### Source material
* * * * * * *
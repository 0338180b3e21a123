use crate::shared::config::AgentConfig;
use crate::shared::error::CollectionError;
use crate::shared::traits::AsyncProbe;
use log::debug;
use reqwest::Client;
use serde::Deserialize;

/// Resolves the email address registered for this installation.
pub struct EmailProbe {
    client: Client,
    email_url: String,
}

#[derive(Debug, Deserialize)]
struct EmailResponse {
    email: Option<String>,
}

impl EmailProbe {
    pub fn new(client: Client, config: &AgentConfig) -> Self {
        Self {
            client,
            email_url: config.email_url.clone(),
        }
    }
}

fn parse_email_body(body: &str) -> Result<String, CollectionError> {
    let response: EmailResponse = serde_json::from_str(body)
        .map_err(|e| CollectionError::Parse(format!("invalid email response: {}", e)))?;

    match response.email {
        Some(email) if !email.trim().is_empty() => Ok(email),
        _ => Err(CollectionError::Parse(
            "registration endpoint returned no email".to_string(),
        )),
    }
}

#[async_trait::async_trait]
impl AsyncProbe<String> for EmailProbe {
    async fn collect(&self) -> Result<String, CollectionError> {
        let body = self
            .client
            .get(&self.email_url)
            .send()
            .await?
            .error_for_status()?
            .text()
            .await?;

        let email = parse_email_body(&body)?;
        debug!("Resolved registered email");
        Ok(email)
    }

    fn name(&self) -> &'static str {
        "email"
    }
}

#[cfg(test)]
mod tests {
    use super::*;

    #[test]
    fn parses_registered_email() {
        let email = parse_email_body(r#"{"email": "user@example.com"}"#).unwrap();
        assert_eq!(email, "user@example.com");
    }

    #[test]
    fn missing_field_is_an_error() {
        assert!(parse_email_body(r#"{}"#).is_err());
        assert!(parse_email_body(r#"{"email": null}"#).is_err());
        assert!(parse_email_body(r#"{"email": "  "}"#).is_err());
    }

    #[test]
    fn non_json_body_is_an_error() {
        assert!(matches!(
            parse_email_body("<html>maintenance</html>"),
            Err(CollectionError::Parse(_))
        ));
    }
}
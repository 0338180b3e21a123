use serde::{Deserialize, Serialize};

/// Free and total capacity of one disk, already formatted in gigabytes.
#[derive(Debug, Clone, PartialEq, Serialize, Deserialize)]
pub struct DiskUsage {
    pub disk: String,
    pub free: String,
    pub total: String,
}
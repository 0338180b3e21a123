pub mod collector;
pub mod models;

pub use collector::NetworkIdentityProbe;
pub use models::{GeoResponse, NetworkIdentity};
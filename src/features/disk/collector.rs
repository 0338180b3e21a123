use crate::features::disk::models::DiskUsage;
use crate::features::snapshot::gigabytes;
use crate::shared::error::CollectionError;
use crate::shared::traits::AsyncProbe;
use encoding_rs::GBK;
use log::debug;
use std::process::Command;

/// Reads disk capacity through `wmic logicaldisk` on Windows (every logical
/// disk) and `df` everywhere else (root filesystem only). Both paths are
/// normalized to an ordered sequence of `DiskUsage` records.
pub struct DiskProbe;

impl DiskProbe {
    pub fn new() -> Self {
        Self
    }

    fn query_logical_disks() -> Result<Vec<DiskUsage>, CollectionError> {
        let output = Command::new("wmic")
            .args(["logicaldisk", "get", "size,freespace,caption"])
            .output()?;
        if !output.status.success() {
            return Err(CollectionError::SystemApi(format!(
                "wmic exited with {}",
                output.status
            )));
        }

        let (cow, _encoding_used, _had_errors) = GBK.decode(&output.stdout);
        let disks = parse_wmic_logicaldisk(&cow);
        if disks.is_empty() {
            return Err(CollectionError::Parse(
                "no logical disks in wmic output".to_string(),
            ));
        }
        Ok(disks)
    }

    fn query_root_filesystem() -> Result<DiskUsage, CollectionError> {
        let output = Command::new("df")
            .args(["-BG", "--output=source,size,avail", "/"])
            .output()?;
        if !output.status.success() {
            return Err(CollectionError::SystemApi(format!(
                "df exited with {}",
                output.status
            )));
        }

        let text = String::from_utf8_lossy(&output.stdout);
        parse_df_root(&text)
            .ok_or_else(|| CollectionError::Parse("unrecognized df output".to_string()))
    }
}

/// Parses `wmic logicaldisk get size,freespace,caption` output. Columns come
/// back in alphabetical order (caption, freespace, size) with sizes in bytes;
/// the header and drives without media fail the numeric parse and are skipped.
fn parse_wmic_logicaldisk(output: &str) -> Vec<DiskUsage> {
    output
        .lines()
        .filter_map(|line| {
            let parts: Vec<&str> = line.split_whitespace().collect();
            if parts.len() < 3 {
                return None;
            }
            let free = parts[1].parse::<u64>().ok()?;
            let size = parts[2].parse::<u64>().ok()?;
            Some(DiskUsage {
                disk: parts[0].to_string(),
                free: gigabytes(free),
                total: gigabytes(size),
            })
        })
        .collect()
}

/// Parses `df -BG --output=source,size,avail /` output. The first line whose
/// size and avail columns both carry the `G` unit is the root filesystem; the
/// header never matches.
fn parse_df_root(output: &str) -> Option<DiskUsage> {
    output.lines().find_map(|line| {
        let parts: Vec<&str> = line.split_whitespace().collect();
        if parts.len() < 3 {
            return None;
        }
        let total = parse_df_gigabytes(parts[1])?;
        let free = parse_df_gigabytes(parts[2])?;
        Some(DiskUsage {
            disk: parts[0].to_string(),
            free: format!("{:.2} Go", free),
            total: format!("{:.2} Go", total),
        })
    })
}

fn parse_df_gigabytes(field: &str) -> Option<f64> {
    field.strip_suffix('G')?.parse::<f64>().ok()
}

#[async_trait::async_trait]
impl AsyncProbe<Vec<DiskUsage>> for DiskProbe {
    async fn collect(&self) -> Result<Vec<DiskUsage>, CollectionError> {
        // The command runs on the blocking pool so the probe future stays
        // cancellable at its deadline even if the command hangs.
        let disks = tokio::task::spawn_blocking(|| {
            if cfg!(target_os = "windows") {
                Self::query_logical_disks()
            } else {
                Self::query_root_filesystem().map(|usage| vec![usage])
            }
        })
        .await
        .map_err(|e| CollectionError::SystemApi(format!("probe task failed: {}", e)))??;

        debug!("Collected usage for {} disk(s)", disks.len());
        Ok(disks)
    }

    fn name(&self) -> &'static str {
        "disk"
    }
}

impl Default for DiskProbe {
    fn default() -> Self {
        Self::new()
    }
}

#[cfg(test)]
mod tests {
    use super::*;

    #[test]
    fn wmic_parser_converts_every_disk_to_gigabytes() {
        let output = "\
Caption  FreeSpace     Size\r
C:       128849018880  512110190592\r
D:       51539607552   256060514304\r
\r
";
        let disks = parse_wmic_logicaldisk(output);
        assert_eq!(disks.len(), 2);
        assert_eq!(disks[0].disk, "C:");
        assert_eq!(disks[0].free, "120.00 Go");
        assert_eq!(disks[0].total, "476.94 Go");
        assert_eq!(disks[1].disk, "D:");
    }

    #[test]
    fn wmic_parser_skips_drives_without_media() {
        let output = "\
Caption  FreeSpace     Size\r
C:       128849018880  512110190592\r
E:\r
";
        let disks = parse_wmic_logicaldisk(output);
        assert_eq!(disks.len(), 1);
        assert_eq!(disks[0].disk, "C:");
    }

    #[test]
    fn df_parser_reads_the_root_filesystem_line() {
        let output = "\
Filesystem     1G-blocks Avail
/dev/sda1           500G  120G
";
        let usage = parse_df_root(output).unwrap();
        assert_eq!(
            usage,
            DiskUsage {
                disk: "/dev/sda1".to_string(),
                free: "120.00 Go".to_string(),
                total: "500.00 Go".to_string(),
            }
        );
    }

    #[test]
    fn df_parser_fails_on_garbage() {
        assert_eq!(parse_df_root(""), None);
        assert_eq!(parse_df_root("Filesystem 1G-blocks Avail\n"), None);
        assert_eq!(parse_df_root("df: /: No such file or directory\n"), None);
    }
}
* * * * * * *
Each line above that contains the word "EmailResponse" should be copied.

struct EmailResponse {
    let response: EmailResponse = serde_json::from_str(body)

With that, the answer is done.